··· Data to process
//! Screen management
//!
//! A game is usually a handful of screens (title, gameplay, game over) of
//! which exactly one runs each frame. [`ScreenManager`] owns the screens,
//! runs the current one once per frame with the caller's context and that
//! frame's events, and applies its verdict with the usual exit/enter
//! ordering.

use std::fmt::Debug;
use std::hash::Hash;
use std::marker::PhantomData;

use indexmap::IndexMap;

use crate::channel::Channel;
use crate::error::{ConfigurationError, ExecutionError, HookKind, Result};
use crate::fsm::{Lifecycle, Next, Step, Target};

/// One screen of a game
///
/// `C` is whatever the game threads through every frame (a world, a
/// surface, a schedule); `E` is the event type of the input layer.
pub trait Screen<K, C, E>: Send {
    /// Run one frame and say which screen runs next
    fn update(&mut self, ctx: &mut C, events: &[E]) -> anyhow::Result<Next<K>>;

    /// Called when the screen becomes current
    fn enter(&mut self, _ctx: &mut C) -> anyhow::Result<()> {
        Ok(())
    }

    /// Called when the screen is left
    fn exit(&mut self, _ctx: &mut C) -> anyhow::Result<()> {
        Ok(())
    }
}

/// A [`Screen`] backed by a closure, see [`screen_fn`]
pub struct FnScreen<K, C, E, F> {
    func: F,
    _marker: PhantomData<fn(&mut C, &[E]) -> K>,
}

/// Turn a per-frame closure into a [`Screen`]
pub fn screen_fn<K, C, E, F>(func: F) -> FnScreen<K, C, E, F>
where
    F: FnMut(&mut C, &[E]) -> anyhow::Result<Next<K>> + Send,
{
    FnScreen {
        func,
        _marker: PhantomData,
    }
}

impl<K, C, E, F> Screen<K, C, E> for FnScreen<K, C, E, F>
where
    F: FnMut(&mut C, &[E]) -> anyhow::Result<Next<K>> + Send,
{
    fn update(&mut self, ctx: &mut C, events: &[E]) -> anyhow::Result<Next<K>> {
        (self.func)(ctx, events)
    }
}

/// Builder for [`ScreenManager`]
pub struct ScreenManagerBuilder<K, C, E> {
    screens: Vec<(K, Box<dyn Screen<K, C, E>>)>,
}

impl<K, C, E> ScreenManagerBuilder<K, C, E>
where
    K: Clone + Eq + Hash + Debug,
{
    /// Register a screen. The first one registered is where [`ScreenManager::start`] begins.
    pub fn screen(mut self, key: K, screen: impl Screen<K, C, E> + 'static) -> Self {
        self.screens.push((key, Box::new(screen)));
        self
    }

    /// Build the manager, rejecting empty managers and duplicate keys
    pub fn build(self) -> std::result::Result<ScreenManager<K, C, E>, ConfigurationError> {
        if self.screens.is_empty() {
            return Err(ConfigurationError::NoStates);
        }

        let mut screens = IndexMap::with_capacity(self.screens.len());
        for (key, screen) in self.screens {
            if screens.contains_key(&key) {
                return Err(ConfigurationError::DuplicateState(format!("{key:?}")));
            }
            screens.insert(key, screen);
        }

        Ok(ScreenManager {
            screens,
            lifecycle: Lifecycle::default(),
        })
    }
}

/// Runs one screen at a time and switches between them
pub struct ScreenManager<K, C, E> {
    screens: IndexMap<K, Box<dyn Screen<K, C, E>>>,
    lifecycle: Lifecycle<K>,
}

impl<K, C, E> ScreenManager<K, C, E> {
    /// Start registering screens
    pub fn builder() -> ScreenManagerBuilder<K, C, E> {
        ScreenManagerBuilder {
            screens: Vec::new(),
        }
    }
}

impl<K, C, E> ScreenManager<K, C, E>
where
    K: Clone + Eq + Hash + Debug,
{
    /// Enter the first registered screen
    pub fn start(&mut self, ctx: &mut C) -> Result<Step<K>> {
        let first = self
            .screens
            .get_index(0)
            .map(|(key, _)| key.clone())
            .ok_or(ConfigurationError::NoStates)?;
        self.switch(Target::State(first), ctx)
    }

    /// Enter `key`, leaving the current screen first if there is one
    pub fn start_at(&mut self, key: K, ctx: &mut C) -> Result<Step<K>> {
        if !self.screens.contains_key(&key) {
            return Err(ConfigurationError::UndeclaredState(format!("{key:?}")).into());
        }
        self.switch(Target::State(key), ctx)
    }

    /// Run the current screen for one frame
    pub fn update(&mut self, ctx: &mut C, events: &[E]) -> Result<Step<K>> {
        let current = self
            .lifecycle
            .current()
            .cloned()
            .ok_or(ExecutionError::NotRunning)?;

        let Some(screen) = self.screens.get_mut(&current) else {
            return Err(ConfigurationError::UndeclaredState(format!("{current:?}")).into());
        };

        let next = screen
            .update(ctx, events)
            .map_err(|source| ExecutionError::Handler {
                state: format!("{current:?}"),
                source,
            })?;

        match next {
            Next::Stay => Ok(Step::Ignored),
            Next::Exit => self.switch(Target::Exit, ctx),
            Next::Goto(to) => {
                if !self.screens.contains_key(&to) {
                    return Err(ConfigurationError::UnknownState {
                        from: format!("{current:?}"),
                        to: format!("{to:?}"),
                    }
                    .into());
                }
                self.switch(Target::State(to), ctx)
            }
        }
    }

    fn switch(&mut self, target: Target<K>, ctx: &mut C) -> Result<Step<K>> {
        let screens = &mut self.screens;
        let step = self.lifecycle.switch(target, |kind, key| {
            let Some(screen) = screens.get_mut(key) else {
                return Ok(());
            };
            match kind {
                HookKind::Enter => screen.enter(ctx),
                HookKind::Exit => screen.exit(ctx),
            }
        })?;
        Ok(step)
    }

    /// Key of the running screen
    pub fn current(&self) -> Option<&K> {
        self.lifecycle.current()
    }

    /// Whether a screen is running
    pub fn is_running(&self) -> bool {
        self.lifecycle.current().is_some()
    }

    /// Registered screen keys in registration order
    pub fn screens(&self) -> impl Iterator<Item = &K> {
        self.screens.keys()
    }

    /// Observers notified after a screen was entered
    pub fn entered(&mut self) -> &mut Channel<K> {
        self.lifecycle.entered()
    }

    /// Observers notified after a screen was left
    pub fn exited(&mut self) -> &mut Channel<K> {
        self.lifecycle.exited()
    }
}
//! Everything a typical game needs in one import
//!
//! ```rust
//! use gskin::prelude::*;
//! ```

pub use crate::config::GameConfig;

pub use gskin_core::{
    from_fn, screen_fn, Channel, ConfigurationError, Delivery, ExecutionError, FsmId,
    FsmRuntime, Next, Screen, ScreenManager, State, StateMachine, Step, StepMachine, Target,
};
pub use gskin_dialogue::{Choice, Dialogue, DialogueError, DialogueEvent, Script};
pub use gskin_ecs::{
    Entity, EntityCollection, EntityId, Repeat, Schedule, System, SystemResult, Tick, Timer,
    World,
};
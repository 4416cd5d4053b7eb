//! Systems: named behaviour over entities with required components

use std::marker::PhantomData;

use gskin_core::ExecutionError;
use smallvec::{smallvec, SmallVec};

use crate::component::{Component, ComponentName, ComponentType};
use crate::entity::{Entity, Fetched};
use crate::timer::Timer;

/// What a system update returns
pub type SystemResult = anyhow::Result<()>;

/// Per-tick information handed to every system call
#[derive(Debug)]
pub struct Tick<'a, C = ()> {
    /// Number of this tick, starting at 1
    pub frame: u64,
    /// Seconds since the previous tick
    pub delta: f32,
    /// Seconds since the schedule was created
    pub elapsed: f32,
    /// Caller-supplied data for this tick, e.g. the frame's input events
    pub input: &'a C,
}

#[doc(hidden)]
pub enum CallError {
    Arity,
    Type { index: usize, found: &'static str },
    Update(anyhow::Error),
}

/// Update functions that take their components as typed arguments
///
/// Implemented for closures `FnMut(&mut A, .., &Tick<C>) -> SystemResult`
/// with one to six component arguments. `Marker` only tells the
/// implementations apart.
pub trait SystemFn<C, Marker>: Send + Sync + 'static {
    /// The value types the function reads, in argument order
    fn component_types() -> SmallVec<[ComponentType; 4]>;

    #[doc(hidden)]
    fn call(
        &mut self,
        components: SmallVec<[Fetched<'_>; 4]>,
        tick: &Tick<'_, C>,
    ) -> Result<(), CallError>;
}

macro_rules! impl_system_fn {
    ($($component:ident $value:ident),+) => {
        impl<C, F, $($component),+> SystemFn<C, ($($component,)+)> for F
        where
            F: FnMut($(&mut $component,)+ &Tick<'_, C>) -> SystemResult + Send + Sync + 'static,
            $($component: Component,)+
        {
            fn component_types() -> SmallVec<[ComponentType; 4]> {
                smallvec![$(ComponentType::of::<$component>()),+]
            }

            fn call(
                &mut self,
                components: SmallVec<[Fetched<'_>; 4]>,
                tick: &Tick<'_, C>,
            ) -> Result<(), CallError> {
                let mut components = components.into_iter().enumerate();
                $(
                    let $value = match components.next() {
                        Some((index, Fetched { value, type_name })) => value
                            .downcast_mut::<$component>()
                            .ok_or(CallError::Type { index, found: type_name })?,
                        None => return Err(CallError::Arity),
                    };
                )+
                (self)($($value,)+ tick).map_err(CallError::Update)
            }
        }
    };
}

impl_system_fn!(A a);
impl_system_fn!(A a, B b);
impl_system_fn!(A a, B b, D d);
impl_system_fn!(A a, B b, D d, E e);
impl_system_fn!(A a, B b, D d, E e, G g);
impl_system_fn!(A a, B b, D d, E e, G g, H h);

trait ErasedSystemFn<C>: Send + Sync {
    fn call(
        &mut self,
        components: SmallVec<[Fetched<'_>; 4]>,
        tick: &Tick<'_, C>,
    ) -> Result<(), CallError>;
}

struct Erased<F, M> {
    func: F,
    _marker: PhantomData<fn() -> M>,
}

impl<C, F, M> ErasedSystemFn<C> for Erased<F, M>
where
    F: SystemFn<C, M>,
{
    fn call(
        &mut self,
        components: SmallVec<[Fetched<'_>; 4]>,
        tick: &Tick<'_, C>,
    ) -> Result<(), CallError> {
        self.func.call(components, tick)
    }
}

type EntityFn<C> = Box<dyn FnMut(&mut Entity, &Tick<'_, C>) -> SystemResult + Send + Sync>;
type Filter = Box<dyn Fn(&Entity) -> bool + Send + Sync>;

enum Update<C> {
    Components {
        types: SmallVec<[ComponentType; 4]>,
        func: Box<dyn ErasedSystemFn<C>>,
    },
    Entity(EntityFn<C>),
}

/// A registered behaviour: required components, optional filter, update
///
/// # Example
///
/// ```rust
/// use gskin_ecs::{System, SystemResult, Tick};
///
/// #[derive(Debug)]
/// struct Vec2(f32, f32);
///
/// let movement = System::new(
///     "movement",
///     ["pos", "velocity"],
///     |pos: &mut Vec2, vel: &mut Vec2, _: &Tick| -> SystemResult {
///         pos.0 += vel.0;
///         pos.1 += vel.1;
///         Ok(())
///     },
/// );
/// assert_eq!(movement.name(), "movement");
/// ```
pub struct System<C = ()> {
    name: String,
    requirements: SmallVec<[ComponentName; 4]>,
    filter: Option<Filter>,
    interval: Option<Timer>,
    enabled: bool,
    update: Update<C>,
}

impl<C> System<C> {
    /// A system whose update receives the required components, in order,
    /// as typed arguments
    pub fn new<F, M>(
        name: impl Into<String>,
        requirements: impl IntoIterator<Item = impl Into<ComponentName>>,
        update: F,
    ) -> Self
    where
        F: SystemFn<C, M>,
        M: 'static,
    {
        Self::with_update(
            name.into(),
            requirements,
            Update::Components {
                types: F::component_types(),
                func: Box::new(Erased {
                    func: update,
                    _marker: PhantomData,
                }),
            },
        )
    }

    /// A system whose update receives the whole entity
    ///
    /// An empty requirement list matches every entity.
    pub fn for_entity<F>(
        name: impl Into<String>,
        requirements: impl IntoIterator<Item = impl Into<ComponentName>>,
        update: F,
    ) -> Self
    where
        F: FnMut(&mut Entity, &Tick<'_, C>) -> SystemResult + Send + Sync + 'static,
    {
        Self::with_update(name.into(), requirements, Update::Entity(Box::new(update)))
    }

    fn with_update(
        name: String,
        requirements: impl IntoIterator<Item = impl Into<ComponentName>>,
        update: Update<C>,
    ) -> Self {
        Self {
            name,
            requirements: requirements.into_iter().map(Into::into).collect(),
            filter: None,
            interval: None,
            enabled: true,
            update,
        }
    }

    /// Only run on entities accepted by `filter`
    pub fn with_filter<P>(mut self, filter: P) -> Self
    where
        P: Fn(&Entity) -> bool + Send + Sync + 'static,
    {
        self.filter = Some(Box::new(filter));
        self
    }

    /// Only run on ticks where `seconds` have accumulated since the last run
    ///
    /// Time past the interval counts toward the next run, so uneven deltas
    /// do not drift the cadence.
    pub fn with_interval(mut self, seconds: f32) -> Self {
        self.set_interval(Some(seconds));
        self
    }

    pub fn with_enabled(mut self, enabled: bool) -> Self {
        self.enabled = enabled;
        self
    }

    pub(crate) fn set_interval(&mut self, seconds: Option<f32>) {
        self.interval = seconds.map(Timer::repeating);
    }

    pub(crate) fn set_enabled(&mut self, enabled: bool) {
        self.enabled = enabled;
    }

    pub fn name(&self) -> &str {
        &self.name
    }

    /// Required component names, in declaration order
    pub fn requirements(&self) -> &[ComponentName] {
        &self.requirements
    }

    /// Declared value types, one per requirement; empty for whole-entity systems
    pub fn component_types(&self) -> &[ComponentType] {
        match &self.update {
            Update::Components { types, .. } => types,
            Update::Entity(_) => &[],
        }
    }

    /// Whether the update takes typed component arguments
    pub fn takes_components(&self) -> bool {
        matches!(self.update, Update::Components { .. })
    }

    pub fn is_enabled(&self) -> bool {
        self.enabled
    }

    /// Configured run interval in seconds
    pub fn interval(&self) -> Option<f32> {
        self.interval.as_ref().map(Timer::duration)
    }

    /// Whether this system would run on `entity`
    pub fn matches(&self, entity: &Entity) -> bool {
        entity.has_all(&self.requirements)
            && self.filter.as_ref().map_or(true, |filter| filter(entity))
    }

    /// Advance the interval timer; `true` if the system runs this tick
    pub(crate) fn is_due(&mut self, delta: f32) -> bool {
        match self.interval.as_mut() {
            Some(timer) => timer.tick(delta),
            None => true,
        }
    }

    /// Run the update on one entity if it matches. Returns whether it ran.
    pub(crate) fn run(
        &mut self,
        entity: &mut Entity,
        index: usize,
        tick: &Tick<'_, C>,
    ) -> Result<bool, ExecutionError> {
        if !self.matches(entity) {
            return Ok(false);
        }

        let result = match &mut self.update {
            Update::Entity(func) => func(entity, tick).map_err(CallError::Update),
            Update::Components { func, .. } => match entity.fetch_many(&self.requirements) {
                Some(components) => func.call(components, tick),
                None => return Ok(false),
            },
        };

        result.map(|()| true).map_err(|err| self.execution_error(err, entity, index))
    }

    fn execution_error(&self, err: CallError, entity: &Entity, index: usize) -> ExecutionError {
        let entity_label = entity.label(index);
        match err {
            CallError::Update(source) => ExecutionError::System {
                system: self.name.clone(),
                entity: entity_label,
                source,
            },
            CallError::Type { index: arg, found } => ExecutionError::ComponentType {
                system: self.name.clone(),
                entity: entity_label,
                component: self
                    .requirements
                    .get(arg)
                    .map(ToString::to_string)
                    .unwrap_or_default(),
                expected: self
                    .component_types()
                    .get(arg)
                    .map_or("<unknown>", ComponentType::name),
                found,
            },
            CallError::Arity => ExecutionError::System {
                system: self.name.clone(),
                entity: entity_label,
                source: anyhow::anyhow!("fewer components fetched than the update function takes"),
            },
        }
    }
}

impl<C> std::fmt::Debug for System<C> {
    fn fmt(&self, f: &mut std::fmt::Formatter<'_>) -> std::fmt::Result {
        f.debug_struct("System")
            .field("name", &self.name)
            .field("requirements", &self.requirements)
            .field("filtered", &self.filter.is_some())
            .field("interval", &self.interval())
            .field("enabled", &self.enabled)
            .finish()
    }
}
//! Machines whose states decide their own transitions

use std::fmt::Debug;
use std::hash::Hash;
use std::marker::PhantomData;

use indexmap::IndexMap;

use super::{Lifecycle, Next, Step, Target};
use crate::channel::Channel;
use crate::error::{ConfigurationError, ExecutionError, HookKind, Result};

/// A state that reacts to inputs itself
///
/// The state keeps whatever it needs between inputs in its own fields.
pub trait State<K, I>: Send {
    /// Handle one input and say what happens next
    fn on_input(&mut self, input: &I) -> anyhow::Result<Next<K>>;

    /// Called when this state becomes current
    fn on_enter(&mut self) -> anyhow::Result<()> {
        Ok(())
    }

    /// Called when this state stops being current
    fn on_exit(&mut self) -> anyhow::Result<()> {
        Ok(())
    }
}

/// A [`State`] backed by a closure, see [`from_fn`]
pub struct FnState<K, I, F> {
    func: F,
    _marker: PhantomData<fn(&I) -> K>,
}

/// Turn a closure into a [`State`] without enter/exit hooks
pub fn from_fn<K, I, F>(func: F) -> FnState<K, I, F>
where
    F: FnMut(&I) -> anyhow::Result<Next<K>> + Send,
{
    FnState {
        func,
        _marker: PhantomData,
    }
}

impl<K, I, F> State<K, I> for FnState<K, I, F>
where
    F: FnMut(&I) -> anyhow::Result<Next<K>> + Send,
{
    fn on_input(&mut self, input: &I) -> anyhow::Result<Next<K>> {
        (self.func)(input)
    }
}

/// Builder for [`StepMachine`]
pub struct StepMachineBuilder<K, I> {
    states: Vec<(K, Box<dyn State<K, I>>)>,
}

impl<K, I> StepMachineBuilder<K, I>
where
    K: Clone + Eq + Hash + Debug,
{
    /// Add a state under `key`. The first state added is the reset target.
    pub fn state(mut self, key: K, state: impl State<K, I> + 'static) -> Self {
        self.states.push((key, Box::new(state)));
        self
    }

    /// Build the machine, rejecting empty machines and duplicate keys
    pub fn build(self) -> std::result::Result<StepMachine<K, I>, ConfigurationError> {
        if self.states.is_empty() {
            return Err(ConfigurationError::NoStates);
        }

        let mut states = IndexMap::with_capacity(self.states.len());
        for (key, state) in self.states {
            if states.contains_key(&key) {
                return Err(ConfigurationError::DuplicateState(format!("{key:?}")));
            }
            states.insert(key, state);
        }

        Ok(StepMachine {
            states,
            lifecycle: Lifecycle::default(),
        })
    }
}

/// A machine where each state object returns [`Next`] for every input
///
/// # Example
///
/// ```rust
/// use gskin_core::fsm::{from_fn, Next, StepMachine};
///
/// let mut machine = StepMachine::builder()
///     .state("title", from_fn(|key: &char| {
///         Ok(if *key == ' ' { Next::Goto("play") } else { Next::Stay })
///     }))
///     .state("play", from_fn(|_: &char| Ok(Next::Stay)))
///     .build()
///     .unwrap();
///
/// machine.start("title").unwrap();
/// machine.send(&' ').unwrap();
/// assert_eq!(machine.state(), Some(&"play"));
/// ```
pub struct StepMachine<K, I> {
    states: IndexMap<K, Box<dyn State<K, I>>>,
    lifecycle: Lifecycle<K>,
}

impl<K, I> StepMachine<K, I> {
    /// Start declaring a machine
    pub fn builder() -> StepMachineBuilder<K, I> {
        StepMachineBuilder { states: Vec::new() }
    }
}

impl<K, I> StepMachine<K, I>
where
    K: Clone + Eq + Hash + Debug,
{
    /// Enter `initial`, restarting through exit/enter if already running
    pub fn start(&mut self, initial: K) -> Result<Step<K>> {
        if !self.states.contains_key(&initial) {
            return Err(ConfigurationError::UndeclaredState(format!("{initial:?}")).into());
        }
        self.switch(Target::State(initial))
    }

    /// Go back to the first declared state through exit/enter
    pub fn reset(&mut self) -> Result<Step<K>> {
        let first = self
            .states
            .get_index(0)
            .map(|(key, _)| key.clone())
            .ok_or(ConfigurationError::NoStates)?;
        self.switch(Target::State(first))
    }

    /// Let the current state handle `input`
    pub fn send(&mut self, input: &I) -> Result<Step<K>> {
        let current = self
            .lifecycle
            .current()
            .cloned()
            .ok_or(ExecutionError::NotRunning)?;

        let Some(state) = self.states.get_mut(&current) else {
            return Err(ConfigurationError::UndeclaredState(format!("{current:?}")).into());
        };

        let next = state
            .on_input(input)
            .map_err(|source| ExecutionError::Handler {
                state: format!("{current:?}"),
                source,
            })?;

        match next {
            Next::Stay => Ok(Step::Ignored),
            Next::Exit => self.switch(Target::Exit),
            Next::Goto(to) => {
                if !self.states.contains_key(&to) {
                    return Err(ConfigurationError::UnknownState {
                        from: format!("{current:?}"),
                        to: format!("{to:?}"),
                    }
                    .into());
                }
                self.switch(Target::State(to))
            }
        }
    }

    /// Leave the current state and stop
    pub fn stop(&mut self) -> Result<Step<K>> {
        self.switch(Target::Exit)
    }

    fn switch(&mut self, target: Target<K>) -> Result<Step<K>> {
        let states = &mut self.states;
        let step = self.lifecycle.switch(target, |kind, key| {
            let Some(state) = states.get_mut(key) else {
                return Ok(());
            };
            match kind {
                HookKind::Enter => state.on_enter(),
                HookKind::Exit => state.on_exit(),
            }
        })?;
        Ok(step)
    }

    /// The current state's key, if running
    pub fn state(&self) -> Option<&K> {
        self.lifecycle.current()
    }

    /// Whether the machine has a current state
    pub fn is_running(&self) -> bool {
        self.lifecycle.current().is_some()
    }

    /// Observers notified after a state became current
    pub fn entered(&mut self) -> &mut Channel<K> {
        self.lifecycle.entered()
    }

    /// Observers notified after a state stopped being current
    pub fn exited(&mut self) -> &mut Channel<K> {
        self.lifecycle.exited()
    }
}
······
» **Problem statement**: Select from the material above each line in which the string "behaviour" appears, and list those lines.

» **Answer section**:
//! Systems: named behaviour over entities with required components
/// A registered behaviour: required components, optional filter, update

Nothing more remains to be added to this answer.